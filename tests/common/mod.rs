// Shared helpers for the integration tests: an in-process server bound to
// an ephemeral port plus a few WebSocket client conveniences

#![allow(dead_code)]

use futures_util::{SinkExt, StreamExt};
use serde_json::Value;
use std::net::SocketAddr;
use std::time::Duration;
use tokio::net::TcpStream;
use tokio::time::{sleep, timeout};
use tokio_tungstenite::tungstenite::protocol::Message;
use tokio_tungstenite::{connect_async, MaybeTlsStream, WebSocketStream};

use northern_trickle::config::ServerConfig;
use northern_trickle::core::server::ServerState;
use northern_trickle::handlers::routes;
use northern_trickle::storage::AccountRegistry;

pub type Client = WebSocketStream<MaybeTlsStream<TcpStream>>;

pub struct TestServer {
    pub addr: SocketAddr,
    pub state: ServerState,
}

impl TestServer {
    pub fn start() -> Self {
        Self::with_config(ServerConfig::for_testing())
    }

    pub fn with_config(config: ServerConfig) -> Self {
        let state = ServerState::start(config, AccountRegistry::new());
        let (addr, server) = warp::serve(routes(state.clone())).bind_ephemeral(([127, 0, 0, 1], 0));
        tokio::spawn(server);
        Self { addr, state }
    }

    pub fn http_url(&self, path: &str) -> String {
        format!("http://{}{}", self.addr, path)
    }

    pub fn ws_url(&self, token: &str) -> String {
        format!("ws://{}/connect?auth={}", self.addr, token)
    }

    /// Create an account directly in the registry and mint a token for it
    pub async fn account(&self, username: &str) -> (String, String) {
        let account = self
            .state
            .accounts
            .create(username, "unused-hash".to_string())
            .await
            .expect("create account");
        let token = self.state.tokens.issue(&account.id).expect("issue token");
        (account.id, token)
    }

    pub async fn connect(&self, token: &str) -> Client {
        let (client, _response) = connect_async(self.ws_url(token)).await.expect("websocket connect");
        client
    }

    /// Poll the hub until it reports `expected` live connections
    pub async fn wait_for_connections(&self, expected: usize) -> bool {
        for _ in 0..100 {
            if self.state.hub.connection_count().await.expect("hub running") == expected {
                return true;
            }
            sleep(Duration::from_millis(50)).await;
        }
        false
    }
}

pub async fn send_json(client: &mut Client, value: Value) {
    client
        .send(Message::Text(value.to_string()))
        .await
        .expect("send frame");
}

/// Next text frame as JSON, skipping control frames
pub async fn next_json(client: &mut Client) -> Value {
    loop {
        let message = timeout(Duration::from_secs(5), client.next())
            .await
            .expect("timed out waiting for a frame")
            .expect("stream ended")
            .expect("websocket error");
        if let Message::Text(text) = message {
            return serde_json::from_str(&text).expect("valid JSON frame");
        }
    }
}

/// True once the server has closed the socket
pub async fn is_closed(client: &mut Client) -> bool {
    loop {
        match timeout(Duration::from_secs(5), client.next()).await {
            Err(_) => return false,
            Ok(None) | Ok(Some(Err(_))) | Ok(Some(Ok(Message::Close(_)))) => return true,
            Ok(Some(Ok(_))) => continue,
        }
    }
}

/// True if nothing but control frames arrives within `wait`
pub async fn stays_quiet(client: &mut Client, wait: Duration) -> bool {
    let deadline = tokio::time::Instant::now() + wait;
    loop {
        match tokio::time::timeout_at(deadline, client.next()).await {
            Err(_) => return true,
            Ok(Some(Ok(Message::Ping(_)))) | Ok(Some(Ok(Message::Pong(_)))) => continue,
            Ok(_) => return false,
        }
    }
}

===

### Exercise prompt
Copy down every record, keeping each one exact.

### Output for this exercise
filename tests/common/mod.rs
// Shared helpers for the integration tests: an in-process server bound to
// an ephemeral port plus a few WebSocket client conveniences

#![allow(dead_code)]

use futures_util::{SinkExt, StreamExt};
use serde_json::Value;
use std::net::SocketAddr;
use std::time::Duration;
use tokio::net::TcpStream;
use tokio::time::{sleep, timeout};
use tokio_tungstenite::tungstenite::protocol::Message;
use tokio_tungstenite::{connect_async, MaybeTlsStream, WebSocketStream};

use northern_trickle::config::ServerConfig;
use northern_trickle::core::server::ServerState;
use northern_trickle::handlers::routes;
use northern_trickle::storage::AccountRegistry;

pub type Client = WebSocketStream<MaybeTlsStream<TcpStream>>;

pub struct TestServer {
    pub addr: SocketAddr,
    pub state: ServerState,
}

impl TestServer {
    pub fn start() -> Self {
        Self::with_config(ServerConfig::for_testing())
    }

    pub fn with_config(config: ServerConfig) -> Self {
        let state = ServerState::start(config, AccountRegistry::new());
        let (addr, server) = warp::serve(routes(state.clone())).bind_ephemeral(([127, 0, 0, 1], 0));
        tokio::spawn(server);
        Self { addr, state }
    }

    pub fn http_url(&self, path: &str) -> String {
        format!("http://{}{}", self.addr, path)
    }

    pub fn ws_url(&self, token: &str) -> String {
        format!("ws://{}/connect?auth={}", self.addr, token)
    }

    /// Create an account directly in the registry and mint a token for it
    pub async fn account(&self, username: &str) -> (String, String) {
        let account = self
            .state
            .accounts
            .create(username, "unused-hash".to_string())
            .await
            .expect("create account");
        let token = self.state.tokens.issue(&account.id).expect("issue token");
        (account.id, token)
    }

    pub async fn connect(&self, token: &str) -> Client {
        let (client, _response) = connect_async(self.ws_url(token)).await.expect("websocket connect");
        client
    }

    /// Poll the hub until it reports `expected` live connections
    pub async fn wait_for_connections(&self, expected: usize) -> bool {
        for _ in 0..100 {
            if self.state.hub.connection_count().await.expect("hub running") == expected {
                return true;
            }
            sleep(Duration::from_millis(50)).await;
        }
        false
    }
}

pub async fn send_json(client: &mut Client, value: Value) {
    client
        .send(Message::Text(value.to_string()))
        .await
        .expect("send frame");
}

/// Next text frame as JSON, skipping control frames
pub async fn next_json(client: &mut Client) -> Value {
    loop {
        let message = timeout(Duration::from_secs(5), client.next())
            .await
            .expect("timed out waiting for a frame")
            .expect("stream ended")
            .expect("websocket error");
        if let Message::Text(text) = message {
            return serde_json::from_str(&text).expect("valid JSON frame");
        }
    }
}

/// True once the server has closed the socket
pub async fn is_closed(client: &mut Client) -> bool {
    loop {
        match timeout(Duration::from_secs(5), client.next()).await {
            Err(_) => return false,
            Ok(None) | Ok(Some(Err(_))) | Ok(Some(Ok(Message::Close(_)))) => return true,
            Ok(Some(Ok(_))) => continue,
        }
    }
}

/// True if nothing but control frames arrives within `wait`
pub async fn stays_quiet(client: &mut Client, wait: Duration) -> bool {
    let deadline = tokio::time::Instant::now() + wait;
    loop {
        match tokio::time::timeout_at(deadline, client.next()).await {
            Err(_) => return true,
            Ok(Some(Ok(Message::Ping(_)))) | Ok(Some(Ok(Message::Pong(_)))) => continue,
            Ok(_) => return false,
        }
    }
}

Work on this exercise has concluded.